Scuola, Azzolina pensa al rientro a settembre con visiere e barriere di plexiglass

Dopo due ore di videoconferenza sulla scuola con le parti sociali, la ministra Lucia Azzolina offre il primo riassunto delle sue intenzioni sul ritorno a settembre. Ecco cosa ha detto.

L'incontro

Giovedì 4 giugno si è svolto un incontro a Palazzo Chigi sulla scuola e sulla ripresa di settembre. L'incontro, richiesto dalla Ministra dell'Istruzione Lucia Azzolina e presieduto dal Presidente del Consiglio Giuseppe Conte, è stato presenziato anche dalla Ministra dei Trasporti e delle Infrastrutture, Paola De Micheli, dai rappresentanti delle Regioni, degli Enti locali, delle Organizzazioni sindacali, dei genitori, degli studenti e delle scuole paritarie.
Durante l'incontro l'Azzolina ha anticipato quelle che potrebbero essere le nuove linee guida per il ritorno a scuola a settembre. "L'obiettivo è portare tutti a scuola in presenza. Con particolare attenzione ai più piccoli, che hanno sofferto maggiormente in questo periodo", ha detto la ministra in apertura dell'incontro.

Il piano per il rientro a settembre

Il piano del Ministero sarà legato alla situazione epidemiologica e agirà "su più livelli". Per gli studenti la novità è la possibilità di indossare le visiere, come sistema per andare incontro anche a chi ha difficoltà respiratorie e ipoacusici. Sarà inoltre valutata anche la possibilità di compartimentare i banchi con divisori in plexiglass anche per garantire maggiore sicurezza. La ministra ha sottolineato: "Non penso siano possibili doppi turni, sdoppiamenti delle classi. Vogliamo l'unità della classe, pensiamo a flessibilità oraria"; parole che vanno in direzione opposta a quanto suggerito dal documento del Comitato ministeriale per la ripartenza.

Se la condizione epidemiologica dovesse precipitare con un aumento dei contagi, "la didattica a distanza dovrà avere un ruolo centrale, ma non come adesso" ha espresso la ministra che continua "emaneremo linee guida che saranno specifiche. L'investimento sul digitale non è stato banale, è stato importante. Abbiamo speso 400mln di euro per la fibra nelle scuole".

Le risorse per la scuola

"Sulla scuola stiamo mobilitando risorse per oltre 4 miliardi", ha affermato la ministra sottolineando che "ci sarà subito un nuovo stanziamento di altri 330 milioni per l'edilizia scolastica leggera. La norma contenuta nel decreto scuola favorirà i lavori dando ai sindaci potere di intervenire".
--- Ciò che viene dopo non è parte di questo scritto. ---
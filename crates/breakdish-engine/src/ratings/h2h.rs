// Head-to-head records between players and across squads.

use std::collections::HashMap;

use breakdish_core::model::{find_roster, normalize_name, Frame, TeamRoster};
use serde::Serialize;

/// Wins and losses of `player_a` against `player_b`, from A's side.
///
/// `h2h(a, b).wins == h2h(b, a).losses` always holds.
#[derive(Debug, Clone, PartialEq, Eq, Serialize)]
pub struct H2HRecord {
    pub player_a: String,
    pub player_b: String,
    pub wins: u32,
    pub losses: u32,
}

impl H2HRecord {
    pub fn meetings(&self) -> u32 {
        self.wins + self.losses
    }

    /// Wins minus losses.
    pub fn advantage(&self) -> i64 {
        self.wins as i64 - self.losses as i64
    }
}

/// Count A's wins and losses against B over frames where they faced each
/// other. Forfeits are excluded.
pub fn h2h(player_a: &str, player_b: &str, frames: &[Frame]) -> H2HRecord {
    let mut rec = H2HRecord {
        player_a: player_a.to_string(),
        player_b: player_b.to_string(),
        wins: 0,
        losses: 0,
    };
    for f in frames.iter().filter(|f| !f.forfeit) {
        let (Some(side_a), Some(side_b)) = (f.side_of(player_a), f.side_of(player_b)) else {
            continue;
        };
        if side_a == side_b {
            continue;
        }
        if f.winner == side_a {
            rec.wins += 1;
        } else {
            rec.losses += 1;
        }
    }
    rec
}

/// Frame wins keyed by (winner, loser), normalized.
fn win_index(frames: &[Frame]) -> HashMap<(String, String), u32> {
    let mut index = HashMap::new();
    for f in frames.iter().filter(|f| !f.forfeit) {
        let winner = normalize_name(f.player(f.winner));
        let loser = normalize_name(f.player(f.winner.opposite()));
        if winner.is_empty() || loser.is_empty() || winner == loser {
            continue;
        }
        *index.entry((winner, loser)).or_insert(0) += 1;
    }
    index
}

/// Every pairing of team A's roster against team B's with at least one
/// meeting. Pairs that never met are omitted rather than reported as 0-0.
/// An unknown team yields no records.
pub fn squad_h2h(
    team_a: &str,
    team_b: &str,
    frames: &[Frame],
    rosters: &[TeamRoster],
) -> Vec<H2HRecord> {
    let (Some(roster_a), Some(roster_b)) = (find_roster(rosters, team_a), find_roster(rosters, team_b))
    else {
        return Vec::new();
    };

    let index = win_index(frames);
    let mut records = Vec::new();
    for a in &roster_a.players {
        let key_a = normalize_name(&a.name);
        for b in &roster_b.players {
            let key_b = normalize_name(&b.name);
            if key_a == key_b {
                continue;
            }
            let wins = index.get(&(key_a.clone(), key_b.clone())).copied().unwrap_or(0);
            let losses = index.get(&(key_b, key_a.clone())).copied().unwrap_or(0);
            if wins + losses == 0 {
                continue;
            }
            records.push(H2HRecord {
                player_a: a.name.clone(),
                player_b: b.name.clone(),
                wins,
                losses,
            });
        }
    }
    records
}

/// Net head-to-head advantage of `player` over everyone on `opponents`.
pub fn advantage_against(player: &str, opponents: &TeamRoster, frames: &[Frame]) -> i64 {
    opponents
        .players
        .iter()
        .map(|o| h2h(player, &o.name, frames).advantage())
        .sum()
}

// ---------------------------------------------------------------------------
// Tests
// ---------------------------------------------------------------------------

#[cfg(test)]
mod tests {
    use super::*;
    use crate::test_support::{frame, FrameBuilder};
    use breakdish_core::model::RosterEntry;

    fn roster(team: &str, names: &[&str]) -> TeamRoster {
        TeamRoster {
            team: team.into(),
            players: names.iter().map(|n| RosterEntry::new(n, None)).collect(),
        }
    }

    fn history() -> Vec<Frame> {
        vec![
            frame(FrameBuilder::new("Ann", "Bob").home_wins()),
            frame(FrameBuilder::new("Ann", "Bob").home_wins()),
            frame(FrameBuilder::new("Bob", "Ann").home_wins()),
            frame(FrameBuilder::new("Ann", "Cal").away_wins()),
            frame(FrameBuilder::new("Ann", "Bob").away_wins().forfeit()),
        ]
    }

    #[test]
    fn h2h_counts_from_a_side() {
        let rec = h2h("Ann", "Bob", &history());
        assert_eq!(rec.wins, 2);
        assert_eq!(rec.losses, 1);
        assert_eq!(rec.advantage(), 1);
    }

    #[test]
    fn h2h_is_symmetric() {
        let frames = history();
        for (a, b) in [("Ann", "Bob"), ("Ann", "Cal"), ("Bob", "Cal")] {
            let ab = h2h(a, b, &frames);
            let ba = h2h(b, a, &frames);
            assert_eq!(ab.wins, ba.losses);
            assert_eq!(ab.losses, ba.wins);
        }
    }

    #[test]
    fn h2h_without_meetings_is_empty_record() {
        let rec = h2h("Bob", "Cal", &history());
        assert_eq!(rec.meetings(), 0);
    }

    #[test]
    fn squad_h2h_omits_pairs_that_never_met() {
        let rosters = vec![roster("Red Lion", &["Ann", "Dee"]), roster("Crown", &["Bob", "Cal"])];
        let recs = squad_h2h("Red Lion", "Crown", &history(), &rosters);
        assert_eq!(recs.len(), 2);
        let ann_bob = recs.iter().find(|r| r.player_b == "Bob").unwrap();
        assert_eq!((ann_bob.wins, ann_bob.losses), (2, 1));
        let ann_cal = recs.iter().find(|r| r.player_b == "Cal").unwrap();
        assert_eq!((ann_cal.wins, ann_cal.losses), (0, 1));
        assert!(recs.iter().all(|r| r.player_a != "Dee"));
    }

    #[test]
    fn squad_h2h_matches_pairwise_h2h() {
        let frames = history();
        let rosters = vec![roster("Red Lion", &["Ann"]), roster("Crown", &["Bob", "Cal"])];
        for rec in squad_h2h("Red Lion", "Crown", &frames, &rosters) {
            let direct = h2h(&rec.player_a, &rec.player_b, &frames);
            assert_eq!(rec, direct);
        }
    }

    #[test]
    fn squad_h2h_unknown_team_is_empty() {
        let rosters = vec![roster("Red Lion", &["Ann"])];
        assert!(squad_h2h("Red Lion", "Nowhere", &history(), &rosters).is_empty());
    }

    #[test]
    fn advantage_sums_over_roster() {
        let opponents = roster("Crown", &["Bob", "Cal"]);
        assert_eq!(advantage_against("Ann", &opponents, &history()), 0);
    }
}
Da Regioni e Comuni cresce invece la preoccupazione su risorse ed organici. "La riapertura delle scuole a settembre comporterà molte criticità," ha sottolineato Decaro, presidente dell'Anci, "ci sono una serie di necessità urgenti: sblocco dell'assunzione di personale, certezze su risorse per interventi rapidi di edilizia scolastica, riorganizzazione dei servizi di mensa e trasporto, che consenta di evitare gli spostamenti si concentrino nelle ore di punta".

La ministra, infine, ha evidenziato: "Siamo tutti d'accordo che l'obiettivo di riapertura a settembre è complesso, ma raggiungibile se lavoriamo tutti insieme, ciascuno per la propria parte: il Paese si aspetta da noi che i ragazzi a settembre tornino a scuola".